Bei Kraftstoffpumpen wird bei Neuentwicklungen (ca. seit 2000) auch der Kommutator aus Graphitwerkstoffen verwendet. Grund dafür sind die günstigen elektrischen Eigenschaften und erhöhte Lebensdauer durch Selbstschmierung der im Kraftstoff laufenden Bauteile.

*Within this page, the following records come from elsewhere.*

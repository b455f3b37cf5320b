use ratatui::{
    buffer::Buffer,
    layout::{Alignment, Constraint, Direction, Layout, Rect},
    style::{Color, Modifier, Style},
    text::{Line, Span},
    widgets::{Block, BorderType, Borders, Paragraph, Widget},
};
use sweetspot::{
    classifier::{CLOSE_MAX_MS, CLOSE_MIN_MS, PERFECT_MAX_MS, PERFECT_MIN_MS},
    util::round_ms,
    Classification, ControllerState, HISTORY_CAPACITY,
};

use crate::{App, AppState};

const HORIZONTAL_MARGIN: u16 = 5;
const KEY_BOX_WIDTH: u16 = 16;

fn classification_color(classification: Classification) -> Color {
    match classification {
        Classification::Perfect => Color::Green,
        Classification::Close => Color::Yellow,
        Classification::Fail => Color::Red,
    }
}

fn on_off(flag: bool) -> &'static str {
    if flag {
        "on"
    } else {
        "off"
    }
}

impl App {
    /// Text for the duration readout under the key
    pub fn timer_text(&self) -> String {
        match self.controller.state() {
            ControllerState::Armed => match self.controller.timer_sample(self.now_ms()) {
                Some(sample) => format!("Duration: {} ms", round_ms(sample.elapsed)),
                None => "Duration: ? ms".to_string(),
            },
            ControllerState::Idle => match self.controller.history().latest() {
                Some(attempt) => format!("Duration: {} ms", round_ms(attempt.duration)),
                None if self.controller.settings().live_timer => "Duration: 0 ms".to_string(),
                None => "Duration: ? ms".to_string(),
            },
        }
    }

    pub fn subtitle(&self) -> String {
        match self.controller.binding() {
            Some(binding) => format!(
                "Hold {} for exactly {}-{}ms",
                binding.friendly_name(),
                PERFECT_MIN_MS,
                PERFECT_MAX_MS
            ),
            None => format!(
                "No usable key bound ({:?}); press F2 to pick one",
                self.controller.settings().key_binding
            ),
        }
    }
}

impl Widget for &App {
    fn render(self, area: Rect, buf: &mut Buffer) {
        let feedback = self.feedback.borrow();
        let settings = self.controller.settings();
        let armed = self.controller.state() == ControllerState::Armed;

        // styles
        let bold_style = Style::default().add_modifier(Modifier::BOLD);
        let dim_style = Style::default().add_modifier(Modifier::DIM);
        let italic_style = Style::default().add_modifier(Modifier::ITALIC);
        let title_style = Style::default().patch(bold_style).fg(Color::Cyan);

        let chunks = Layout::default()
            .direction(Direction::Vertical)
            .horizontal_margin(HORIZONTAL_MARGIN)
            .constraints(
                [
                    Constraint::Min(0),    // top padding
                    Constraint::Length(1), // title
                    Constraint::Length(1), // subtitle
                    Constraint::Length(1), // padding
                    Constraint::Length(3), // key
                    Constraint::Length(1), // timer
                    Constraint::Length(1), // result banner
                    Constraint::Length(1), // padding
                    Constraint::Length(1), // history dots
                    Constraint::Length(1), // history durations
                    Constraint::Length(1), // stats
                    Constraint::Min(0),    // bottom padding
                    Constraint::Length(1), // hint
                    Constraint::Length(1), // legend
                ]
                .as_ref(),
            )
            .split(area);

        if feedback.is_flashing(self.now) {
            Block::default()
                .borders(Borders::ALL)
                .border_type(BorderType::Double)
                .border_style(Style::default().patch(bold_style).fg(Color::Green))
                .render(area, buf);
        }

        Paragraph::new(Span::styled("S W E E T S P O T", title_style))
            .alignment(Alignment::Center)
            .render(chunks[1], buf);

        Paragraph::new(Span::styled(self.subtitle(), italic_style))
            .alignment(Alignment::Center)
            .render(chunks[2], buf);

        // the key itself, lit while held
        let key_label = self
            .controller
            .binding()
            .map(|b| b.friendly_name())
            .unwrap_or_else(|| "?".to_string());
        let key_style = if armed {
            Style::default()
                .patch(bold_style)
                .fg(Color::Black)
                .bg(Color::Cyan)
        } else {
            bold_style
        };
        let key_area = centered(chunks[4], KEY_BOX_WIDTH);
        Paragraph::new(Span::styled(key_label, key_style))
            .alignment(Alignment::Center)
            .block(
                Block::default()
                    .borders(Borders::ALL)
                    .border_type(BorderType::Rounded)
                    .border_style(if armed {
                        Style::default().fg(Color::Cyan)
                    } else {
                        dim_style
                    }),
            )
            .render(key_area, buf);

        Paragraph::new(Span::styled(self.timer_text(), bold_style))
            .alignment(Alignment::Center)
            .render(chunks[5], buf);

        if let Some(error) = &self.last_error {
            Paragraph::new(Span::styled(
                format!("not recorded: {error}"),
                Style::default().fg(Color::Magenta),
            ))
            .alignment(Alignment::Center)
            .render(chunks[6], buf);
        } else if let Some(banner) = feedback.banner() {
            let mut style = Style::default().fg(classification_color(banner.classification));
            if feedback.is_highlighted(self.now) {
                style = style.patch(bold_style);
            } else {
                style = style.patch(dim_style);
            }
            Paragraph::new(Span::styled(banner.text.clone(), style))
                .alignment(Alignment::Center)
                .render(chunks[6], buf);
        }

        // history: always HISTORY_CAPACITY slots, oldest on the left
        let history = self.controller.history();
        let mut dots = Vec::with_capacity(HISTORY_CAPACITY * 2);
        let mut durations = Vec::with_capacity(HISTORY_CAPACITY * 2);
        let newest = history.len().saturating_sub(1);
        for (idx, attempt) in history.iter().enumerate() {
            let mut style = Style::default().fg(classification_color(attempt.classification));
            if idx == newest && feedback.is_highlighted(self.now) {
                style = style.patch(bold_style);
            }
            dots.push(Span::styled(format!("{:^6}", "●"), style));
            durations.push(Span::styled(
                format!("{:^6}", round_ms(attempt.duration)),
                dim_style,
            ));
        }
        for _ in history.len()..HISTORY_CAPACITY {
            dots.push(Span::styled(format!("{:^6}", "○"), dim_style));
            durations.push(Span::raw(" ".repeat(6)));
        }
        Paragraph::new(Line::from(dots))
            .alignment(Alignment::Center)
            .render(chunks[8], buf);
        Paragraph::new(Line::from(durations))
            .alignment(Alignment::Center)
            .render(chunks[9], buf);

        let stats = self.controller.statistics();
        let streak_style = if stats.current_streak > 0 {
            Style::default().patch(bold_style).fg(Color::Yellow)
        } else {
            bold_style
        };
        Paragraph::new(Line::from(vec![
            Span::styled(format!("Success {}%", stats.success_rate), bold_style),
            Span::raw("   "),
            Span::styled(format!("Streak {}", stats.current_streak), streak_style),
            Span::raw("   "),
            Span::styled(format!("Best {}", stats.best_streak), bold_style),
        ]))
        .alignment(Alignment::Center)
        .render(chunks[10], buf);

        let hint = match self.state {
            AppState::Rebinding { .. } => Some(Span::styled(
                "Press the key to bind (esc to cancel)",
                Style::default().patch(bold_style).fg(Color::Yellow),
            )),
            AppState::Playing if !self.key_release_events => Some(Span::styled(
                format!(
                    "terminal does not report key releases: tap to start, tap again to stop, or hold the mouse button ({CLOSE_MIN_MS}-{CLOSE_MAX_MS}ms counts as close)"
                ),
                dim_style,
            )),
            AppState::Playing => None,
        };
        if let Some(hint) = hint {
            Paragraph::new(hint)
                .alignment(Alignment::Center)
                .render(chunks[12], buf);
        }

        let legend = format!(
            "(f2) key   (f3) timer: {}   (f4) sound: {}   (f5) flash: {}   (del) clear   (esc)ape",
            on_off(settings.live_timer),
            on_off(settings.sound_effects),
            on_off(settings.flash_effects),
        );
        Paragraph::new(Span::styled(legend, italic_style))
            .alignment(Alignment::Center)
            .render(chunks[13], buf);
    }
}

/// A horizontally centered slice of `area`
fn centered(area: Rect, width: u16) -> Rect {
    let width = width.min(area.width);
    Rect {
        x: area.x + (area.width - width) / 2,
        width,
        ..area
    }
}

#[cfg(test)]
mod tests {
    use super::*;

    #[test]
    fn test_centered() {
        let area = Rect::new(0, 0, 80, 3);
        assert_eq!(centered(area, 16), Rect::new(32, 0, 16, 3));
        assert_eq!(centered(Rect::new(0, 0, 10, 3), 16), Rect::new(0, 0, 10, 3));
    }

    #[test]
    fn test_on_off() {
        assert_eq!(on_off(true), "on");
        assert_eq!(on_off(false), "off");
    }

    #[test]
    fn test_classification_color() {
        assert_eq!(classification_color(Classification::Perfect), Color::Green);
        assert_eq!(classification_color(Classification::Close), Color::Yellow);
        assert_eq!(classification_color(Classification::Fail), Color::Red);
    }
}
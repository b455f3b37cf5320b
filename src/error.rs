use thiserror::Error;

use crate::Millis;

/// Everything that can go wrong while handling a single key event.
///
/// All variants are recoverable: the controller stays in a defined state and
/// the caller decides whether to surface a diagnostic.
#[derive(Debug, Clone, PartialEq, Error)]
pub enum HoldError {
    #[error("a timing session is already active")]
    AlreadyActive,
    #[error("no timing session is active")]
    NotActive,
    #[error("clock went backwards: session started at {started_at} ms, released at {now} ms")]
    NonMonotonicClock { started_at: Millis, now: Millis },
    #[error("invalid key binding: {0:?}")]
    InvalidBinding(String),
}

pub type Result<T> = std::result::Result<T, HoldError>;
use serde::{Deserialize, Serialize};

use crate::Millis;

/// Inclusive lower edge of the perfect window.
pub const PERFECT_MIN_MS: Millis = 500.0;
/// Inclusive upper edge of the perfect window.
pub const PERFECT_MAX_MS: Millis = 550.0;
/// Inclusive lower edge of the close band.
pub const CLOSE_MIN_MS: Millis = 480.0;
/// Inclusive upper edge of the close band.
pub const CLOSE_MAX_MS: Millis = 570.0;

#[derive(Clone, Copy, Debug, PartialEq, Eq, Hash, Serialize, Deserialize, strum_macros::Display)]
pub enum Classification {
    Perfect,
    Close,
    Fail,
}

/// Which side of the perfect window a non-perfect hold landed on.
#[derive(Clone, Copy, Debug, PartialEq, Eq, Hash, Serialize, Deserialize, strum_macros::Display)]
pub enum SubKind {
    None,
    TooFast,
    TooSlow,
    CloseFast,
    CloseSlow,
}

/// Grades a held duration against the fixed tolerance bands.
///
/// Every edge is inclusive: 500 and 550 are perfect, 480 and 570 are close.
pub fn classify(duration: Millis) -> (Classification, SubKind) {
    if (PERFECT_MIN_MS..=PERFECT_MAX_MS).contains(&duration) {
        (Classification::Perfect, SubKind::None)
    } else if (CLOSE_MIN_MS..=CLOSE_MAX_MS).contains(&duration) {
        if duration < PERFECT_MIN_MS {
            (Classification::Close, SubKind::CloseFast)
        } else {
            (Classification::Close, SubKind::CloseSlow)
        }
    } else if duration < CLOSE_MIN_MS {
        (Classification::Fail, SubKind::TooFast)
    } else {
        (Classification::Fail, SubKind::TooSlow)
    }
}

#[cfg(test)]
mod tests {
    use super::*;

    #[test]
    fn test_perfect_window_is_inclusive() {
        for d in [500.0, 500.0001, 525.0, 549.999, 550.0] {
            assert_eq!(classify(d), (Classification::Perfect, SubKind::None), "{d}");
        }
    }

    #[test]
    fn test_close_fast_band() {
        for d in [480.0, 480.5, 499.0, 499.9999] {
            assert_eq!(
                classify(d),
                (Classification::Close, SubKind::CloseFast),
                "{d}"
            );
        }
    }

    #[test]
    fn test_close_slow_band() {
        for d in [550.0001, 551.0, 569.5, 570.0] {
            assert_eq!(
                classify(d),
                (Classification::Close, SubKind::CloseSlow),
                "{d}"
            );
        }
    }

    #[test]
    fn test_fail_bands() {
        for d in [0.0, 1.0, 250.0, 479.9999] {
            assert_eq!(classify(d), (Classification::Fail, SubKind::TooFast), "{d}");
        }
        for d in [570.0001, 600.0, 10_000.0] {
            assert_eq!(classify(d), (Classification::Fail, SubKind::TooSlow), "{d}");
        }
    }

    #[test]
    fn test_exact_close_edges_are_not_fail() {
        assert_eq!(classify(480.0).0, Classification::Close);
        assert_eq!(classify(570.0).0, Classification::Close);
        assert_eq!(classify(479.99).0, Classification::Fail);
        assert_eq!(classify(570.01).0, Classification::Fail);
    }

    #[test]
    fn test_classification_display() {
        assert_eq!(Classification::Perfect.to_string(), "Perfect");
        assert_eq!(SubKind::CloseFast.to_string(), "CloseFast");
    }
}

Kein Haushaltsgerät ist ohne Kohlebürste vorstellbar. Neben der Standzeit der Kohlebürsten, wie z.B. geforderte 4000 Waschzyklen bei Waschmaschinen, stehen auch hier Geräuschverhalten und besonders die Funkentstörung im Fokus. Schließlich darf der Fernsehempfang nicht durch einen laufenden Staubsaugermotor beeinträchtigt werden. Nur speziell angepasste Kohlebürstenwerkstoffe, teilweise mit aufwändigen Nachbehandlungen, erfüllen diese Anforderungen. Neben dem Kohlebürstenwerkstoff hat auch das das Design der Kohlebürste entscheidenden Einfluss auf das Verhalten des Gleitkontakts.
Gleichstrommaschinen mit Kohlebürsten haben im 20. Jahrhundert einen großen Teil zur industriellen Revolution beigetragen. Auch heute noch ist z.B. die Fertigung von Stahlblechen, etwa für Autos, ohne große Gleichstromantriebe mit Leistungen bis zu 10MW nicht möglich. Nach der Ausmusterung von Dampflokomotiven sorgten elektrische Lokomotiven mit Kohlebürsten für den Personen- und Gütertransport. Der öffentliche Personennahverkehr vertraute lange Zeit auf Gleichstromantriebe. Papier, Kunststoff und Gummi, Zement, Strom etc. gäbe es nicht ohne elektrische Antriebe mit Kohlebürsten. In modernen Windturbinen leisten heute moderne, angepasste Werkstoffe ihren Beitrag zur umweltfreundlichen Energieerzeugung.
Bei vielen Anwendungen spielt nicht nur der Verschleiß der Kohlebürste eine Rolle. Kohlebürsten müssen das Gegenlaufmaterial wie Kommutator oder Schleifring schonen, da deren Austausch deutlich kostspieliger ist, als der Austausch des Verschleißteils Kohlebürste. Der Austausch verschlissener Kohlebürsten eines Gerätes setzt dessen Lebensalter aber nicht wieder einfach auf null, weil auch der Kommutator oder die Schleifringe (bei Alternatoren/Generatoren) verschleißen.